It’s been a pretty eventful year last year, but I’m glad we’re through with it and we’ve got a lot to look forward to, including this year’s A’ Design Award World Design Rankings. We enter into 2021 with last year’s rankings standing as they are (the charts will only be updated after the A’ Design Awards announce their results in April), but it’s important to look at the progress we’ve made in 2020. Standing firmly at the top of the World Design Rankings are China, USA, and Japan with a total of 3791 awards between them through the years.

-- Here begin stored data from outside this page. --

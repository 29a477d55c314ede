//! Per-module counters
//!
//! - Counters only, monotonic
//! - Shared by every cursor of a module through an `Arc`
//! - Relaxed atomics; values are exact once cursors are quiescent

use std::sync::atomic::{AtomicU64, Ordering};

use serde::Serialize;

/// Counters for one registered table function
#[derive(Debug, Default)]
pub struct TableFuncMetrics {
    negotiations: AtomicU64,
    negotiations_rejected: AtomicU64,
    cursors_opened: AtomicU64,
    iterator_pulls: AtomicU64,
    rows_produced: AtomicU64,
    early_exits: AtomicU64,
    iteration_errors: AtomicU64,
}

impl TableFuncMetrics {
    /// Create a registry with all counters at zero
    pub fn new() -> Self {
        Self::default()
    }

    pub fn increment_negotiations(&self) {
        self.negotiations.fetch_add(1, Ordering::Relaxed);
    }

    pub fn increment_negotiations_rejected(&self) {
        self.negotiations_rejected.fetch_add(1, Ordering::Relaxed);
    }

    pub fn increment_cursors_opened(&self) {
        self.cursors_opened.fetch_add(1, Ordering::Relaxed);
    }

    /// One call into the user iterator, whatever its outcome
    pub fn increment_iterator_pulls(&self) {
        self.iterator_pulls.fetch_add(1, Ordering::Relaxed);
    }

    /// One row made current on a cursor
    pub fn increment_rows_produced(&self) {
        self.rows_produced.fetch_add(1, Ordering::Relaxed);
    }

    pub fn increment_early_exits(&self) {
        self.early_exits.fetch_add(1, Ordering::Relaxed);
    }

    pub fn increment_iteration_errors(&self) {
        self.iteration_errors.fetch_add(1, Ordering::Relaxed);
    }

    pub fn iterator_pulls(&self) -> u64 {
        self.iterator_pulls.load(Ordering::Relaxed)
    }

    pub fn early_exits(&self) -> u64 {
        self.early_exits.load(Ordering::Relaxed)
    }

    /// Point-in-time copy of every counter
    pub fn snapshot(&self) -> MetricsSnapshot {
        MetricsSnapshot {
            negotiations: self.negotiations.load(Ordering::Relaxed),
            negotiations_rejected: self.negotiations_rejected.load(Ordering::Relaxed),
            cursors_opened: self.cursors_opened.load(Ordering::Relaxed),
            iterator_pulls: self.iterator_pulls.load(Ordering::Relaxed),
            rows_produced: self.rows_produced.load(Ordering::Relaxed),
            early_exits: self.early_exits.load(Ordering::Relaxed),
            iteration_errors: self.iteration_errors.load(Ordering::Relaxed),
        }
    }
}

/// Plain copy of [`TableFuncMetrics`]
#[derive(Debug, Clone, Copy, Default, PartialEq, Eq, Serialize)]
pub struct MetricsSnapshot {
    pub negotiations: u64,
    pub negotiations_rejected: u64,
    pub cursors_opened: u64,
    pub iterator_pulls: u64,
    pub rows_produced: u64,
    pub early_exits: u64,
    pub iteration_errors: u64,
}

impl MetricsSnapshot {
    /// Counter deltas since an earlier snapshot
    pub fn since(&self, earlier: &MetricsSnapshot) -> MetricsSnapshot {
        MetricsSnapshot {
            negotiations: self.negotiations - earlier.negotiations,
            negotiations_rejected: self.negotiations_rejected - earlier.negotiations_rejected,
            cursors_opened: self.cursors_opened - earlier.cursors_opened,
            iterator_pulls: self.iterator_pulls - earlier.iterator_pulls,
            rows_produced: self.rows_produced - earlier.rows_produced,
            early_exits: self.early_exits - earlier.early_exits,
            iteration_errors: self.iteration_errors - earlier.iteration_errors,
        }
    }

    /// Serialize as a JSON object
    pub fn to_json(&self) -> String {
        serde_json::to_string(self).unwrap_or_else(|_| "{}".to_string())
    }
}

The list, created by the A’ Design Awards and Competition organization aims at capturing the year on year design progress of each country. Featuring as many as 108 nations on the list, the World Design Rankings are an ever-changing, ever-evolving set of rankings that wholly encapsulate design progress through their awards program. With the 2020-2021 edition still accepting submissions, it’ll be interesting to see how the rankings change this year. If you want to see your country on the top (along with showcase your best work to the world) take a look at our article on what Design Awards can do for your Career.

We’ve meticulously compiled a few of the top awarded designs from the 3 leading countries that shone at the A’ Design Award. Scroll below to see our selection and if you do want to help your country rise higher up the design rankings, the A’ Design Awards are still accepting submissions till the 28th of February! Every entry you submit raises your country’s score (even more if it wins an award!).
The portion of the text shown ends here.